Thursday, January 28, 2010

Kimchi Festival IN THE NEWS AGAIN! (boston.com)

In Dishing, her regular blog on boston.com, Boston Globe food reporter Devra First writes about the Greater Boston Kimchi Festival:

Kimchi: the new cupcake? So posit the folks behind the upcoming Greater Boston Kimchi Festival. Kimchi is everywhere these days, though perhaps not quite as ubiquitous as cupcakes, and I say yay. For the fermented spicy cabbage that is a mainstay of the Korean diet is one of my favorite foods…

For her full blog, click here:

http://www.boston.com/lifestyle/food/dishing/2010/01/kimchi_the_new_1.html

Greater Boston Kimchi Festival details:

Date and time: March 21, 2010, 3PM-7PM
Location: Theodore Parker Unitarian Universalist Church, Boston
Press inquiries: kimchi-press@lactoferment.com
For more information: kimchi-info@lactoferment.com
Web: http://kimchi.lactoferment.com/

Monday, January 18, 2010

T.W. Food: Totally Local (this Wednesday)

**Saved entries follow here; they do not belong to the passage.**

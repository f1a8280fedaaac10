use axum::{extract::State, http::StatusCode, Json};
use chrono::Utc;
use serde::Serialize;
use toolfinder_agent::runtime::FALLBACK_LABEL;

use crate::routes::AppState;

#[derive(Clone, Debug, PartialEq, Eq, Serialize)]
pub struct HealthCheck {
    pub status: &'static str,
    pub detail: String,
}

#[derive(Clone, Debug, PartialEq, Eq, Serialize)]
pub struct ProvidersHealth {
    pub legacy: Vec<String>,
    pub gateway_models: Vec<String>,
    pub fallback: &'static str,
}

#[derive(Clone, Debug, PartialEq, Eq, Serialize)]
pub struct HealthResponse {
    pub status: &'static str,
    pub service: HealthCheck,
    pub providers: ProvidersHealth,
    pub checked_at: String,
}

/// Always ready: the catalog fallback answers even with no sources configured.
pub async fn health(State(state): State<AppState>) -> (StatusCode, Json<HealthResponse>) {
    let recommender = &state.recommender;
    let legacy: Vec<String> =
        recommender.provider_labels().into_iter().map(str::to_string).collect();
    let gateway_models: Vec<String> =
        recommender.gateway_labels().into_iter().map(str::to_string).collect();

    let detail = if legacy.is_empty() && gateway_models.is_empty() {
        format!("no providers configured, answering from {FALLBACK_LABEL}")
    } else {
        format!("{} provider(s), {} gateway model(s)", legacy.len(), gateway_models.len())
    };

    let payload = HealthResponse {
        status: "ready",
        service: HealthCheck { status: "ready", detail },
        providers: ProvidersHealth { legacy, gateway_models, fallback: FALLBACK_LABEL },
        checked_at: Utc::now().to_rfc3339(),
    };

    (StatusCode::OK, Json(payload))
}

#[cfg(test)]
mod tests {
    use std::sync::Arc;

    use async_trait::async_trait;
    use axum::{extract::State, http::StatusCode, Json};
    use toolfinder_agent::{CandidateSource, Recommender};

    use crate::health::health;
    use crate::routes::AppState;

    struct Silent(&'static str);

    #[async_trait]
    impl CandidateSource for Silent {
        fn label(&self) -> &str {
            self.0
        }

        async fn attempt(&self, _query: &str) -> Option<String> {
            None
        }
    }

    #[tokio::test]
    async fn health_reports_catalog_only_mode_without_sources() {
        let state = AppState { recommender: Arc::new(Recommender::default()) };

        let (status, Json(payload)) = health(State(state)).await;

        assert_eq!(status, StatusCode::OK);
        assert_eq!(payload.status, "ready");
        assert!(payload.providers.legacy.is_empty());
        assert!(payload.service.detail.contains("local catalog"));
    }

    #[tokio::test]
    async fn health_lists_configured_sources() {
        let recommender = Recommender::default()
            .with_provider(Silent("Claude"))
            .with_gateway_model(Silent("gpt-4o"));
        let state = AppState { recommender: Arc::new(recommender) };

        let (_, Json(payload)) = health(State(state)).await;

        assert_eq!(payload.providers.legacy, ["Claude"]);
        assert_eq!(payload.providers.gateway_models, ["gpt-4o"]);
        assert_eq!(payload.service.detail, "1 provider(s), 1 gateway model(s)");
    }
}
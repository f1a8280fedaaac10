pub mod recommendation;
pub mod tool;
impl AppConfig {
    pub fn load(options: LoadOptions) -> Result<Self, ConfigError> {
        let mut config = Self::default();
        let maybe_path = resolve_config_path(options.config_path.as_deref());

        if let Some(path) = maybe_path {
            let patch = read_patch(&path)?;
            config.apply_patch(patch);
        } else if options.require_file {
            let expected =
                options.config_path.unwrap_or_else(|| PathBuf::from("toolfinder.toml"));
            return Err(ConfigError::MissingConfigFile(expected));
        }

        config.apply_env_overrides()?;
        config.apply_overrides(options.overrides);
        config.validate()?;

        Ok(config)
    }

    fn apply_patch(&mut self, patch: ConfigPatch) {
        if let Some(providers) = patch.providers {
            if let Some(value) = providers.openai_api_key {
                self.providers.openai_api_key = secret_value(value);
            }
            if let Some(value) = providers.openai_base_url {
                self.providers.openai_base_url = value;
            }
            if let Some(value) = providers.anthropic_api_key {
                self.providers.anthropic_api_key = secret_value(value);
            }
            if let Some(value) = providers.anthropic_base_url {
                self.providers.anthropic_base_url = value;
            }
            if let Some(value) = providers.deepseek_api_key {
                self.providers.deepseek_api_key = secret_value(value);
            }
            if let Some(value) = providers.deepseek_base_url {
                self.providers.deepseek_base_url = value;
            }
            if let Some(timeout_secs) = providers.timeout_secs {
                self.providers.timeout_secs = timeout_secs;
            }
        }

        if let Some(gateway) = patch.gateway {
            if let Some(value) = gateway.token {
                self.gateway.token = secret_value(value);
            }
            if let Some(base_url) = gateway.base_url {
                self.gateway.base_url = base_url;
            }
            if let Some(models) = gateway.models {
                self.gateway.models = models;
            }
        }

        if let Some(server) = patch.server {
            if let Some(bind_address) = server.bind_address {
                self.server.bind_address = bind_address;
            }
            if let Some(port) = server.port {
                self.server.port = port;
            }
        }

        if let Some(logging) = patch.logging {
            if let Some(level) = logging.level {
                self.logging.level = level;
            }
            if let Some(format) = logging.format {
                self.logging.format = format;
            }
        }
    }

    fn apply_env_overrides(&mut self) -> Result<(), ConfigError> {
        if let Some(value) = read_env_alias("TOOLFINDER_OPENAI_API_KEY", "OPENAI_API_KEY") {
            self.providers.openai_api_key = secret_value(value);
        }
        if let Some(value) = read_env("TOOLFINDER_OPENAI_BASE_URL") {
            self.providers.openai_base_url = value;
        }
        if let Some(value) = read_env_alias("TOOLFINDER_ANTHROPIC_API_KEY", "ANTHROPIC_API_KEY") {
            self.providers.anthropic_api_key = secret_value(value);
        }
        if let Some(value) = read_env("TOOLFINDER_ANTHROPIC_BASE_URL") {
            self.providers.anthropic_base_url = value;
        }
        if let Some(value) = read_env_alias("TOOLFINDER_DEEPSEEK_API_KEY", "DEEPSEEK_API_KEY") {
            self.providers.deepseek_api_key = secret_value(value);
        }
        if let Some(value) = read_env("TOOLFINDER_DEEPSEEK_BASE_URL") {
            self.providers.deepseek_base_url = value;
        }
        if let Some(value) = read_env("TOOLFINDER_PROVIDER_TIMEOUT_SECS") {
            self.providers.timeout_secs = parse_u64("TOOLFINDER_PROVIDER_TIMEOUT_SECS", &value)?;
        }

        if let Some(value) = read_env_alias("TOOLFINDER_GATEWAY_TOKEN", "GITHUB_TOKEN") {
            self.gateway.token = secret_value(value);
        }
        if let Some(value) = read_env("TOOLFINDER_GATEWAY_BASE_URL") {
            self.gateway.base_url = value;
        }
        if let Some(value) = read_env("TOOLFINDER_GATEWAY_MODELS") {
            self.gateway.models = parse_list(&value);
        }

        if let Some(value) = read_env("TOOLFINDER_SERVER_BIND_ADDRESS") {
            self.server.bind_address = value;
        }
        if let Some(value) = read_env("TOOLFINDER_SERVER_PORT") {
            self.server.port = parse_u16("TOOLFINDER_SERVER_PORT", &value)?;
        }

        if let Some(value) = read_env_alias("TOOLFINDER_LOGGING_LEVEL", "TOOLFINDER_LOG_LEVEL") {
            self.logging.level = value;
        }
        if let Some(value) = read_env_alias("TOOLFINDER_LOGGING_FORMAT", "TOOLFINDER_LOG_FORMAT") {
            self.logging.format = value.parse()?;
        }

        Ok(())
    }

    fn apply_overrides(&mut self, overrides: ConfigOverrides) {
        if let Some(value) = overrides.openai_api_key {
            self.providers.openai_api_key = secret_value(value);
        }
        if let Some(value) = overrides.anthropic_api_key {
            self.providers.anthropic_api_key = secret_value(value);
        }
        if let Some(value) = overrides.deepseek_api_key {
            self.providers.deepseek_api_key = secret_value(value);
        }
        if let Some(value) = overrides.gateway_token {
            self.gateway.token = secret_value(value);
        }
        if let Some(models) = overrides.gateway_models {
            self.gateway.models = models;
        }
        if let Some(timeout_secs) = overrides.provider_timeout_secs {
            self.providers.timeout_secs = timeout_secs;
        }
        if let Some(port) = overrides.server_port {
            self.server.port = port;
        }
        if let Some(log_level) = overrides.log_level {
            self.logging.level = log_level;
        }
    }

    pub fn validate(&self) -> Result<(), ConfigError> {
        validate_providers(&self.providers)?;
        validate_gateway(&self.gateway)?;
        validate_server(&self.server)?;
        validate_logging(&self.logging)?;
        Ok(())
    }
}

It's winter. Something is falling out of the sky here in Boston. Is it crushed ice? Grab your cocktail glass! Whatever it is, it freezes solid as soon as it hits the ground, or your windshield, or your dog.

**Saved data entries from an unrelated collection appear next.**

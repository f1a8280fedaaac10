use std::env;
use std::fs;
use std::path::{Path, PathBuf};

use secrecy::{ExposeSecret, SecretString};
use toml::Value;
use toolfinder_core::config::{AppConfig, LoadOptions};

pub fn run() -> String {
    let config = match AppConfig::load(LoadOptions::default()) {
        Ok(config) => config,
        Err(error) => return format!("config validation failed: {error}"),
    };

    let config_file_path = detect_config_path();
    let config_file_doc = load_config_file_doc(config_file_path.as_deref());
    render(&config, config_file_doc.as_ref(), config_file_path.as_deref())
}

fn render(config: &AppConfig, doc: Option<&Value>, path: Option<&Path>) -> String {
    let source = |key_path: &str, env_keys: &[&str]| field_source(key_path, env_keys, doc, path);
    let mut lines = vec![
        "effective config (source precedence: override > env > file > default):".to_string(),
    ];

    let credentials = [
        (
            "providers.openai_api_key",
            &config.providers.openai_api_key,
            ["TOOLFINDER_OPENAI_API_KEY", "OPENAI_API_KEY"],
        ),
        (
            "providers.anthropic_api_key",
            &config.providers.anthropic_api_key,
            ["TOOLFINDER_ANTHROPIC_API_KEY", "ANTHROPIC_API_KEY"],
        ),
        (
            "providers.deepseek_api_key",
            &config.providers.deepseek_api_key,
            ["TOOLFINDER_DEEPSEEK_API_KEY", "DEEPSEEK_API_KEY"],
        ),
    ];
    let base_urls = [
        (
            "providers.openai_base_url",
            &config.providers.openai_base_url,
            "TOOLFINDER_OPENAI_BASE_URL",
        ),
        (
            "providers.anthropic_base_url",
            &config.providers.anthropic_base_url,
            "TOOLFINDER_ANTHROPIC_BASE_URL",
        ),
        (
            "providers.deepseek_base_url",
            &config.providers.deepseek_base_url,
            "TOOLFINDER_DEEPSEEK_BASE_URL",
        ),
    ];

    for ((key, secret, env_keys), (url_key, url, url_env)) in credentials.iter().zip(&base_urls) {
        lines.push(render_line(
            key,
            &redact_secret(secret.as_ref()),
            source(*key, env_keys.as_slice()),
        ));
        lines.push(render_line(url_key, url.as_str(), source(*url_key, &[*url_env])));
    }
    lines.push(render_line(
        "providers.timeout_secs",
        &config.providers.timeout_secs.to_string(),
        source("providers.timeout_secs", &["TOOLFINDER_PROVIDER_TIMEOUT_SECS"]),
    ));

    lines.push(render_line(
        "gateway.token",
        &redact_secret(config.gateway.token.as_ref()),
        source("gateway.token", &["TOOLFINDER_GATEWAY_TOKEN", "GITHUB_TOKEN"]),
    ));
    lines.push(render_line(
        "gateway.base_url",
        &config.gateway.base_url,
        source("gateway.base_url", &["TOOLFINDER_GATEWAY_BASE_URL"]),
    ));
    lines.push(render_line(
        "gateway.models",
        &config.gateway.models.join(", "),
        source("gateway.models", &["TOOLFINDER_GATEWAY_MODELS"]),
    ));

    lines.push(render_line(
        "server.bind_address",
        &config.server.bind_address,
        source("server.bind_address", &["TOOLFINDER_SERVER_BIND_ADDRESS"]),
    ));
    lines.push(render_line(
        "server.port",
        &config.server.port.to_string(),
        source("server.port", &["TOOLFINDER_SERVER_PORT"]),
    ));

    lines.push(render_line(
        "logging.level",
        &config.logging.level,
        source("logging.level", &["TOOLFINDER_LOGGING_LEVEL", "TOOLFINDER_LOG_LEVEL"]),
    ));
    lines.push(render_line(
        "logging.format",
        &format!("{:?}", config.logging.format),
        source("logging.format", &["TOOLFINDER_LOGGING_FORMAT", "TOOLFINDER_LOG_FORMAT"]),
    ));

    lines.join("\n")
}

fn detect_config_path() -> Option<PathBuf> {
    let root = PathBuf::from("toolfinder.toml");
    if root.exists() {
        return Some(root);
    }

    let nested = PathBuf::from("config/toolfinder.toml");
    if nested.exists() {
        return Some(nested);
    }

    None
}

fn load_config_file_doc(path: Option<&Path>) -> Option<Value> {
    let path = path?;
    let raw = fs::read_to_string(path).ok()?;
    raw.parse::<Value>().ok()
}

fn field_source(
    key_path: &str,
    env_keys: &[&str],
    config_file_doc: Option<&Value>,
    config_file_path: Option<&Path>,
) -> String {
    for env_key in env_keys {
        if env::var_os(env_key).is_some() {
            return format!("env ({env_key})");
        }
    }

    if let Some(doc) = config_file_doc {
        if contains_path(doc, key_path) {
            let file_path = config_file_path
                .map(|path| path.display().to_string())
                .unwrap_or_else(|| "config file".to_string());
            return format!("file ({file_path})");
        }
    }

    "default".to_string()
}

fn contains_path(root: &Value, key_path: &str) -> bool {
    let mut current = root;
    for key in key_path.split('.') {
        let Some(next) = current.get(key) else {
            return false;
        };
        current = next;
    }
    true
}

fn render_line(key: &str, value: &str, source: String) -> String {
    format!("- {key} = {value} (source: {source})")
}

fn redact_secret(secret: Option<&SecretString>) -> String {
    let Some(secret) = secret else {
        return "<unset>".to_string();
    };

    match secret.expose_secret().trim().split_once('-') {
        Some((prefix, _)) if !prefix.is_empty() && prefix.len() <= 4 => format!("{prefix}-***"),
        _ => "<redacted>".to_string(),
    }
}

How on earth can anyone eat local food in Boston at this time of year?

Well, I have blogged about the winter farmers' markets and some of the food events that are happening around town…

But here's the easiest way to eat local food:

Go to T.W. Food in Cambridge for their Totally Local dinner on Wednesday night (January 20th).

Most restaurants boasting "local food" give you some local vegetables, or some local meat, or maybe some locally-made pasta or something. T.W. Food goes way beyond this. Not only are all of the meat and vegetables local…but so is the wheat that went into the bread. So are all of the sweeteners (honey, maple syrup, and fruit—no sugar to be seen). So are the cooking fats (butter, for the most part; there are no olive trees in New England).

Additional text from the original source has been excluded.